Photonics. 2015 Jun;2(2):375-391. doi: 10.3390/photonics2020375. Epub 2015 Apr 9.
Mesh-based Monte Carlo techniques for optical imaging allow for accurate modeling of light propagation in complex biological tissues. Recently, they have been developed within an efficient computational framework to be used as a forward model in optical tomography. However, commonly employed adaptive mesh discretization techniques have not yet been implemented for Monte Carlo based tomography.

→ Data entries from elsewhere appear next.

// ============================================================================
// DOCTOR FEEDBACK - Patient ratings received by the logged-in doctor
// ============================================================================

use wasm_bindgen::prelude::*;
use wasm_bindgen_futures::spawn_local;
use web_sys::Element;

use crate::dom::{append_child, get_element_by_id, set_inner_html, ElementBuilder};
use crate::models::{Feedback, Role};
use crate::services::error::ApiError;
use crate::state::app_state::AppState;
use crate::utils::{escape_html, format_date};
use crate::viewmodels::FeedbackViewModel;
use crate::views::shared::render_sidebar;
use crate::views::{error_markup, loading_markup};

pub fn render_doctor_feedback(state: &AppState) -> Result<Element, JsValue> {
    let page = ElementBuilder::new("div")?.class("page feedback-page").build();
    append_child(&page, &render_sidebar(state, Role::Doctor)?)?;

    let user = match state.session.user() {
        Some(user) => user,
        None => return Ok(page),
    };

    let content = ElementBuilder::new("div")?
        .class("page-content")
        .id("doctor-feedback")?
        .html(&format!(
            "<h1>Patient Feedback</h1><div id=\"feedback-list\">{}</div>",
            loading_markup("Loading feedback...")
        ))
        .build();
    append_child(&page, &content)?;

    {
        let state = state.clone();
        let epoch = state.epoch();
        let doctor_id = user.id.clone();
        spawn_local(async move {
            let vm = FeedbackViewModel::new();
            let result = vm.doctor_feedback(&doctor_id).await;
            if state.epoch() != epoch {
                return;
            }
            let Some(list) = get_element_by_id("feedback-list") else {
                return;
            };
            match result {
                Ok(feedbacks) => {
                    set_inner_html(&list, &feedback_markup(&feedbacks));
                }
                Err(err) => {
                    let message = match &err {
                        ApiError::NotFound { .. } => "No feedback found".to_string(),
                        other => other.user_message(),
                    };
                    set_inner_html(&list, &error_markup(&message));
                    state.handle_api_error(&err);
                }
            }
        });
    }

    Ok(page)
}

fn stars_markup(rating: u8) -> String {
    (1..=5)
        .map(|value| if value <= rating { "★" } else { "☆" })
        .collect()
}

fn feedback_markup(feedbacks: &[Feedback]) -> String {
    if feedbacks.is_empty() {
        return "<p class=\"empty\">No feedback yet.</p>".to_string();
    }

    let cards: String = feedbacks
        .iter()
        .map(|feedback| {
            let patient = feedback
                .patient
                .as_ref()
                .and_then(|p| p.display_name())
                .unwrap_or_else(|| "Anonymous".to_string());
            let when = feedback
                .created_at
                .as_deref()
                .map(format_date)
                .unwrap_or_default();
            format!(
                "<div class=\"feedback-card\">\
                   <div class=\"feedback-head\">\
                     <span class=\"patient-name\">{}</span>\
                     <span class=\"stars\">{}</span>\
                   </div>\
                   <p class=\"comments\">{}</p>\
                   <span class=\"when\">{}</span>\
                 </div>",
                escape_html(&patient),
                stars_markup(feedback.rating),
                escape_html(feedback.comments.as_deref().unwrap_or("")),
                escape_html(&when),
            )
        })
        .collect();

    format!("<div class=\"feedback-grid\">{}</div>", cards)
}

Herein, we propose a methodology to optimize the mesh discretization and analytically rescale the associated Jacobian based on the characteristics of the forward model. We demonstrate that this method maintains the accuracy of the forward model even in the case of temporal data sets while allowing for significant coarsening or refinement of the mesh.
用于光学成像的基于网格的蒙特卡罗技术能够对光在复杂生物组织中的传播进行精确建模。最近,它们已在一个高效的计算框架内得到发展,用作光学层析成像中的正向模型。然而,常用的自适应网格离散化技术尚未应用于基于蒙特卡罗的层析成像。在此,我们提出一种方法来优化网格离散化,并根据正向模型的特性对相关雅可比矩阵进行解析重缩放。我们证明,即使在处理时间数据集的情况下,该方法也能保持正向模型的准确性,同时允许对网格进行显著的粗化或细化。